Monday, October 29, 2012


The animal control officer nearly caught me! I have to be more careful.

Too bad the gig at the old lady’s house had to end so soon. Who would have thought the she would die on me? Next time I should pick someone younger – but not too young either. I don’t want some kid dressing me in doll clothes.

Most people will let me inside if I act hungry and kiss up to them with a lot of fake purring. Getting outside again sometimes can be a problem. I just barely got away from the person before last. She was a self-described “animal lover,” which meant her house was full of dogs, cats, fish, and birds. If I’d known, I’d never have scratched on her door in the first place. Other cats in particular disturb me. Naturally, I’m not opposed to some playtime with a willing molly, but none of hers were willing. All the other cats were neutered, and she had plans to do the same to me. When I heard her making an appointment with the vet for me, I plucked a screen off a window and scrammed.

I could live off the land, but I hate outside life. Game meats aren’t my thing. You think mice, rats, and raw birds are tasty? You try them. Fur and feathers get in your mouth. Disgusting. I like a nice warm bed, too.

I’ve tried living in barns, bur they aren’t not much better than outside. My first home after splitting from the lab was a stable. The stable manager put dry food in a dish, but not enough. The other barn toms wouldn’t let me near it. I’m a thinker, not a fighter.

Being a thinker is what got me into trouble in the first place. It is why I’ll never go back to the laboratory. It wasn’t enough for the mad scientists there to make me what I am by blending human brain cells with feline ones. No, they wanted to cut open brain and look at it. That’s really what they said. They didn’t realize I understood. The two kinds of brain cells somehow interacted synergistically to make me far smarter than they ever dreamed. They had no clue how I educated myself at night when no one was around.

Thanks for the brain, guys, but, no, you can’t have it back.

On a laundry pick-up day at the lab, I opened my cage – any moron could figure out that latch – and hid in an outgoing laundry basket with the lab coats and towels. The laundry man wheeled me out to his van and lifted the whole basket into the back. I peeked out from under a lab coat. The van interior had no interior dividers. So, I simply jumped out the open driver’s side window.

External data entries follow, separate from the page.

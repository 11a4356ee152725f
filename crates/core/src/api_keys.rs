//! API key hashing and header parsing.
//!
//! Keys are issued by the surrounding account system; the dispatcher only
//! ever sees the plaintext on the wire and looks callers up by hash.

// ---------------------------------------------------------------------------
// Constants
// ---------------------------------------------------------------------------

/// Number of leading characters stored as a human-visible prefix.
pub const KEY_PREFIX_LENGTH: usize = 8;

/// Shortest key the dispatcher will bother hashing.
pub const MIN_KEY_LENGTH: usize = 16;

// ---------------------------------------------------------------------------
// Hashing
// ---------------------------------------------------------------------------

/// Compute the SHA-256 hex digest of an API key.
///
/// Caller lookups are always by hash; plaintext keys are never stored.
pub fn hash_api_key(key: &str) -> String {
    crate::hashing::sha256_hex(key.as_bytes())
}

/// Extract the prefix from a plaintext API key, used in log lines.
pub fn extract_prefix(key: &str) -> &str {
    let end = key
        .char_indices()
        .nth(KEY_PREFIX_LENGTH)
        .map(|(i, _)| i)
        .unwrap_or(key.len());
    &key[..end]
}

// ---------------------------------------------------------------------------
// Header parsing
// ---------------------------------------------------------------------------

/// Pull the key out of an `Authorization: Bearer <key>` header value.
///
/// Returns `None` for other schemes, empty tokens, and keys shorter than
/// [`MIN_KEY_LENGTH`].
pub fn bearer_token(header_value: &str) -> Option<&str> {
    let token = header_value.strip_prefix("Bearer ")?.trim();
    plausible_key(token)
}

/// Accept a raw key (e.g. from `X-API-Key`) if it looks like one.
pub fn plausible_key(key: &str) -> Option<&str> {
    let key = key.trim();
    if key.len() < MIN_KEY_LENGTH || key.chars().any(char::is_whitespace) {
        return None;
    }
    Some(key)
}

// ---------------------------------------------------------------------------
// Tests
// ---------------------------------------------------------------------------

Fortunately, the lab is out in the countryside in Arkansas, of all places, so it was easy to hide in the fields and woods. I avoided the first a few houses I saw. I was worried the lab techs would look for me in the immediately neighboring properties. That’s when I found the stable. Since then, it’s been one home after another. All I really want is a cozy place to sleep, regular meals, a clean litter box, and a big picture window with a view. Hey, I told you I was smart. I’ve found it more than once, but sooner or later something always goes wrong.

Oh well. No sense crying over spilled milk.

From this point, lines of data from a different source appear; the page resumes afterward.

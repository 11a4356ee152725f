//! Dependency planning for pipelined session calls.
//!
//! A pipeline is a list of render calls where a call may name earlier calls it
//! depends on (`after`). Planning groups the calls into waves: every call in a
//! wave depends only on calls from earlier waves, so each wave can run
//! concurrently once the previous one has finished.

use std::collections::{HashMap, HashSet};

use serde::Deserialize;

use crate::error::CoreError;
use crate::job::{RenderJob, RenderSource};

/// Longest call id accepted.
pub const MAX_CALL_ID_LEN: usize = 64;

/// One call inside a pipeline.
#[derive(Debug, Clone, Deserialize)]
pub struct PipelineCall {
    pub id: String,
    #[serde(default)]
    pub after: Vec<String>,
    pub job: RenderJob,
}

/// Placeholder a dependent call uses to reference a dependency's output.
pub fn output_placeholder(call_id: &str) -> String {
    format!("{{{{{call_id}.output_url}}}}")
}

/// Group call indices into dependency waves.
///
/// Fails on empty or duplicate ids, references to unknown ids, self
/// references and cycles. Indices inside a wave keep input order.
pub fn plan_waves(calls: &[PipelineCall]) -> Result<Vec<Vec<usize>>, CoreError> {
    let mut index_of: HashMap<&str, usize> = HashMap::with_capacity(calls.len());
    for (index, call) in calls.iter().enumerate() {
        validate_call_id(&call.id)?;
        if index_of.insert(call.id.as_str(), index).is_some() {
            return Err(CoreError::Validation(format!(
                "duplicate call id '{}'",
                call.id
            )));
        }
    }

    let mut remaining_deps = vec![0usize; calls.len()];
    let mut dependents: Vec<Vec<usize>> = vec![Vec::new(); calls.len()];
    for (index, call) in calls.iter().enumerate() {
        let mut seen = HashSet::new();
        for dep in &call.after {
            if dep == &call.id {
                return Err(CoreError::Validation(format!(
                    "call '{}' depends on itself",
                    call.id
                )));
            }
            let dep_index = *index_of.get(dep.as_str()).ok_or_else(|| {
                CoreError::Validation(format!(
                    "call '{}' depends on unknown call '{dep}'",
                    call.id
                ))
            })?;
            if seen.insert(dep_index) {
                remaining_deps[index] += 1;
                dependents[dep_index].push(index);
            }
        }
    }

    let mut waves = Vec::new();
    let mut current: Vec<usize> = (0..calls.len())
        .filter(|i| remaining_deps[*i] == 0)
        .collect();
    let mut planned = 0;

    while !current.is_empty() {
        planned += current.len();
        let mut next = Vec::new();
        for &index in &current {
            for &dependent in &dependents[index] {
                remaining_deps[dependent] -= 1;
                if remaining_deps[dependent] == 0 {
                    next.push(dependent);
                }
            }
        }
        next.sort_unstable();
        waves.push(current);
        current = next;
    }

    if planned != calls.len() {
        let stuck: Vec<&str> = (0..calls.len())
            .filter(|i| remaining_deps[*i] > 0)
            .map(|i| calls[i].id.as_str())
            .collect();
        return Err(CoreError::Validation(format!(
            "dependency cycle between calls: {}",
            stuck.join(", ")
        )));
    }

    Ok(waves)
}

/// Replace `{{<id>.output_url}}` placeholders in the job's HTML or URL with
/// the output URLs of finished dependencies.
pub fn substitute_outputs(job: &mut RenderJob, outputs: &HashMap<String, String>) {
    let text = match &mut job.source {
        RenderSource::Html(html) => html,
        RenderSource::Url(url) => url,
    };
    if !text.contains("{{") {
        return;
    }
    for (call_id, url) in outputs {
        let placeholder = output_placeholder(call_id);
        if text.contains(&placeholder) {
            *text = text.replace(&placeholder, url);
        }
    }
}

fn validate_call_id(id: &str) -> Result<(), CoreError> {
    if id.is_empty() || id.len() > MAX_CALL_ID_LEN {
        return Err(CoreError::Validation(format!(
            "call ids must be 1 to {MAX_CALL_ID_LEN} characters"
        )));
    }
    if !id
        .chars()
        .all(|c| c.is_ascii_alphanumeric() || c == '-' || c == '_')
    {
        return Err(CoreError::Validation(format!(
            "call id '{id}' may only contain letters, digits, '-' and '_'"
        )));
    }
    Ok(())
}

I’ve considered communicating with people on their own level. Vocalizing human speech is somewhere between painful and impossible with my oral architecture, but I could tap on a keyboard or something. I’m just afraid that will get me sent back to the lab pronto, and I like my brain where it is, thank you very much.

What have we here? It’s a middle age man burying his dog. I don’t see any other dog or any cats. This has possibilities. No sign of swingsets or other kids’ toys. The yard is a mess. He must not be married. From his truck I see he does “drywall,” whatever that is. He must be lonely. He probably misses the dog already. Someone like this is likely to feed me but not fuss over me too much. He’ll let me go in and out as I please and won’t bother with any vets. I’ll go rub around his feet.

He is saying the words I want to hear.

“Where did you come from, puss? Where do you belong? Are you hungry? OK, maybe I’ve got some tuna.”